For Learning, Loving or Loathing?
There she was in the alley. Pushing a shopping cart. She might have been mistaken as a homeless woman, except the cart was transporting a box of strawberries and a thermos of coffee. Beside her along the route of sidewalk and alleyway, we walked. She was recognized, and sometimes greeted, along the crowded path. I looked on and saw scenes replaying over and again, as if she came from central casting.

I was unprepared to meet Ann Livingston, founder of a group known as VANDU. We were in the east end of Vancouver, B.C., Canada. VANDU has been around for almost twenty-five years as an organization of drug users and former users. They organize as peers, seeking action to better their neighborhood, their personal situation and that of others. Ann is what I call a “divine irritant.” She challenges the taken-for-granted worlds of Vancouver.
Ann disrupts the “normal” activities of police officers, operators of cheap single room occupancy hotels, health professionals, social workers and drug dealers. She is a convener of alternative visions, a truth-teller, a fierce organizer. Her work — joined with dozens of others, especially drug users — rattles the tectonic plates of political, economic power. She challenges the assumptions, programs and professional expectations of many on the east side of Vancouver.
When I say Ann comes out of central casting, perhaps it is better to say she seems to emerge from the story of other women, women I never met, but have long regarded as saintly disturbers of the peace. As I watched and listened, I thought of Francis Willard, Jane Addams or Lucy Ryder Meyer, from the 19th Century.
With the arrival of fentanyl, deaths from drug overdoses in the neighborhood soared. In the last six years over 1,800 persons died from overdoses. When public officials were slow to act, Ann and others decided to set up unsanctioned injection sites. This strategy, along with clean needle exchanges, is based on the successful Four Pillars approach in Europe. The four pillars are: Harm Reduction, Prevention, Treatment, and Enforcement. To learn more see: Straight News, December 2016.
LEARNING
Now at the front end of my eighth decade, I am discovering how little I know and how much more there is to learn. (And, I am learning of the many places I have been wrong in assessment or assumption.) I am helped by new learning occasions. Yes, these new insights can come from books and films — but I am advocating for putting ones self in new and uncomfortable places. Places that challenge easy assumptions about life and how things really work.

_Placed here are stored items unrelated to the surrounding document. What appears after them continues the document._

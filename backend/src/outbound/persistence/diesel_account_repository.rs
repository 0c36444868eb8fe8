//! PostgreSQL-backed `AccountRepository` implementation using Diesel ORM.
//!
//! Deduction is one `UPDATE ... WHERE credit_hundredths >= $amount RETURNING`
//! statement. PostgreSQL row locking makes concurrent deductions against the
//! same account serialise, and the `WHERE` clause is re-evaluated against the
//! latest committed row, so the balance can never go negative.

use async_trait::async_trait;
use diesel::prelude::*;
use diesel_async::RunQueryDsl;
use tracing::debug;

use crate::domain::ports::{
    AccountRepository, AccountRepositoryError, DeductionOutcome, StoredCredentials,
};
use crate::domain::{
    Account, AccountParts, CreditBalance, Credits, EmailAddress, PasswordHash, UserId, UserName,
};

use super::models::{AccountRow, BalanceRow, NewAccountRow};
use super::pool::{DbPool, PoolError};
use super::schema::users;

/// Diesel-backed implementation of the `AccountRepository` port.
#[derive(Clone)]
pub struct DieselAccountRepository {
    pool: DbPool,
}

impl DieselAccountRepository {
    /// Create a new repository with the given connection pool.
    pub fn new(pool: DbPool) -> Self {
        Self { pool }
    }
}

fn map_pool_error(error: PoolError) -> AccountRepositoryError {
    match error {
        PoolError::Checkout { message } | PoolError::Build { message } => {
            AccountRepositoryError::connection(message)
        }
    }
}

fn map_diesel_error(error: diesel::result::Error) -> AccountRepositoryError {
    use diesel::result::{DatabaseErrorKind, Error as DieselError};

    match &error {
        DieselError::DatabaseError(kind, info) => {
            debug!(?kind, message = info.message(), "diesel operation failed");
        }
        _ => debug!(
            error_type = %std::any::type_name_of_val(&error),
            "diesel operation failed"
        ),
    }

    match error {
        DieselError::NotFound => AccountRepositoryError::query("record not found"),
        DieselError::QueryBuilderError(_) => AccountRepositoryError::query("database query error"),
        DieselError::DatabaseError(DatabaseErrorKind::ClosedConnection, _) => {
            AccountRepositoryError::connection("database connection error")
        }
        _ => AccountRepositoryError::query("database error"),
    }
}

/// Insert failures: a unique violation can only be the email index, since
/// ids are random UUIDs.
fn map_insert_error(error: diesel::result::Error, email: &EmailAddress) -> AccountRepositoryError {
    use diesel::result::{DatabaseErrorKind, Error as DieselError};

    match error {
        DieselError::DatabaseError(DatabaseErrorKind::UniqueViolation, _) => {
            AccountRepositoryError::duplicate_email(email.as_ref())
        }
        other => map_diesel_error(other),
    }
}

fn to_db_amount(value: u64) -> Result<i64, AccountRepositoryError> {
    i64::try_from(value).map_err(|_| AccountRepositoryError::query("amount exceeds storage range"))
}

fn from_db_amount(value: i64, column: &str) -> Result<u64, AccountRepositoryError> {
    u64::try_from(value)
        .map_err(|_| AccountRepositoryError::query(format!("negative {column} in store")))
}

fn row_to_balance(row: BalanceRow) -> Result<CreditBalance, AccountRepositoryError> {
    Ok(CreditBalance::new(
        Credits::from_hundredths(from_db_amount(row.credit_hundredths, "credit balance")?),
        from_db_amount(row.total_predictions, "prediction count")?,
    ))
}

fn row_to_account(row: AccountRow) -> Result<(Account, PasswordHash), AccountRepositoryError> {
    let name = UserName::new(row.name)
        .map_err(|err| AccountRepositoryError::query(format!("stored name invalid: {err}")))?;
    let email = EmailAddress::new(&row.email)
        .map_err(|err| AccountRepositoryError::query(format!("stored email invalid: {err}")))?;
    let balance = row_to_balance(BalanceRow {
        credit_hundredths: row.credit_hundredths,
        total_predictions: row.total_predictions,
    })?;

    let account = Account::from_parts(AccountParts {
        id: UserId::from_uuid(row.id),
        name,
        email,
        credits: balance.credits(),
        total_predictions: balance.total_predictions(),
        created_at: row.created_at,
    });
    Ok((account, PasswordHash::new(row.password_hash)))
}

#[async_trait]
impl AccountRepository for DieselAccountRepository {
    async fn insert(
        &self,
        account: &Account,
        password_hash: &PasswordHash,
    ) -> Result<(), AccountRepositoryError> {
        let mut conn = self.pool.get().await.map_err(map_pool_error)?;
        let balance = account.balance();

        let new_row = NewAccountRow {
            id: *account.id().as_uuid(),
            name: account.name().as_ref(),
            email: account.email().as_ref(),
            password_hash: password_hash.as_str(),
            credit_hundredths: to_db_amount(balance.credits().hundredths())?,
            total_predictions: to_db_amount(balance.total_predictions())?,
            created_at: account.created_at(),
        };

        diesel::insert_into(users::table)
            .values(&new_row)
            .execute(&mut conn)
            .await
            .map(|_| ())
            .map_err(|err| map_insert_error(err, account.email()))
    }

    async fn find_by_id(&self, id: &UserId) -> Result<Option<Account>, AccountRepositoryError> {
        let mut conn = self.pool.get().await.map_err(map_pool_error)?;

        let row: Option<AccountRow> = users::table
            .filter(users::id.eq(id.as_uuid()))
            .select(AccountRow::as_select())
            .first(&mut conn)
            .await
            .optional()
            .map_err(map_diesel_error)?;

        row.map(|row| row_to_account(row).map(|(account, _)| account))
            .transpose()
    }

    async fn find_credentials_by_email(
        &self,
        email: &EmailAddress,
    ) -> Result<Option<StoredCredentials>, AccountRepositoryError> {
        let mut conn = self.pool.get().await.map_err(map_pool_error)?;

        let row: Option<AccountRow> = users::table
            .filter(users::email.eq(email.as_ref()))
            .select(AccountRow::as_select())
            .first(&mut conn)
            .await
            .optional()
            .map_err(map_diesel_error)?;

        row.map(|row| {
            row_to_account(row).map(|(account, password_hash)| StoredCredentials {
                account,
                password_hash,
            })
        })
        .transpose()
    }

    async fn try_deduct(
        &self,
        id: &UserId,
        amount: Credits,
    ) -> Result<DeductionOutcome, AccountRepositoryError> {
        let mut conn = self.pool.get().await.map_err(map_pool_error)?;
        let amount = to_db_amount(amount.hundredths())?;

        let applied: Option<BalanceRow> = diesel::update(users::table)
            .filter(users::id.eq(id.as_uuid()))
            .filter(users::credit_hundredths.ge(amount))
            .set((
                users::credit_hundredths.eq(users::credit_hundredths - amount),
                users::total_predictions.eq(users::total_predictions + 1_i64),
            ))
            .returning(BalanceRow::as_returning())
            .get_result(&mut conn)
            .await
            .optional()
            .map_err(map_diesel_error)?;

        if let Some(row) = applied {
            return row_to_balance(row).map(DeductionOutcome::Applied);
        }

        // Not applied: tell a short balance apart from a missing account.
        let current: Option<BalanceRow> = users::table
            .filter(users::id.eq(id.as_uuid()))
            .select(BalanceRow::as_select())
            .first(&mut conn)
            .await
            .optional()
            .map_err(map_diesel_error)?;

        match current {
            Some(row) => row_to_balance(row).map(DeductionOutcome::Insufficient),
            None => Ok(DeductionOutcome::AccountMissing),
        }
    }
}
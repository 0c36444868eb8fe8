//! Capability port for one-way password hashing.

use crate::domain::PasswordHash;

use super::define_port_error;

define_port_error! {
    /// Errors raised by credential hasher adapters.
    pub enum CredentialHasherError {
        /// Hashing failed, for example because the salt source was unavailable.
        Hashing { message: String } => "password hashing failed: {message}",
        /// A stored hash could not be parsed.
        MalformedHash { message: String } => "stored password hash is malformed: {message}",
    }
}

/// Derives and checks salted password hashes.
///
/// Hashing is CPU bound and synchronous; callers on an async runtime accept
/// the short blocking section.
#[cfg_attr(test, mockall::automock)]
pub trait CredentialHasher: Send + Sync {
    /// Hash a plaintext password with a fresh random salt.
    fn hash(&self, password: &str) -> Result<PasswordHash, CredentialHasherError>;

    /// Check a plaintext password against a stored hash.
    ///
    /// A mismatch is `Ok(false)`; only unusable hashes are errors.
    fn verify(&self, password: &str, hash: &PasswordHash) -> Result<bool, CredentialHasherError>;
}
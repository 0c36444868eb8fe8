//! Token key fingerprinting for operational visibility.
//!
//! Operators compare fingerprints across replicas to confirm they share a
//! signing key without ever logging the key material.

use sha2::{Digest, Sha256};

/// Length of the fingerprint in bytes before hex encoding.
const FINGERPRINT_BYTES: usize = 8;

/// First 8 bytes of the SHA-256 digest of `key`, as 16 lowercase hex digits.
///
/// # Examples
///
/// ```rust
/// use bloom_backend::inbound::http::token_config::fingerprint::key_fingerprint;
///
/// let fp = key_fingerprint(&[7_u8; 32]);
/// assert_eq!(fp.len(), 16);
/// assert!(fp.chars().all(|c| c.is_ascii_hexdigit()));
/// ```
#[must_use]
pub fn key_fingerprint(key: &[u8]) -> String {
    let digest = Sha256::digest(key);
    hex::encode(&digest[..FINGERPRINT_BYTES])
}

Visiting an unsanctioned safe injection site with Ann, I appreciated that we are not limited to the official, and agreed upon, responses to the social and institutional challenges we face. When there was a need for a response to drug overdoses from fentanyl use, and the system failed, Ann pitched a tent and began to offer a place for safe injections. There were safe needle exchanges and a responding to overdoses by offering naloxone, Naloxone can counter the probable death from a fentanyl overdose. When asked about the consequences of breaking the law, Ann simply replies, “I am pretty sure it is not against the law to save a person’s life.”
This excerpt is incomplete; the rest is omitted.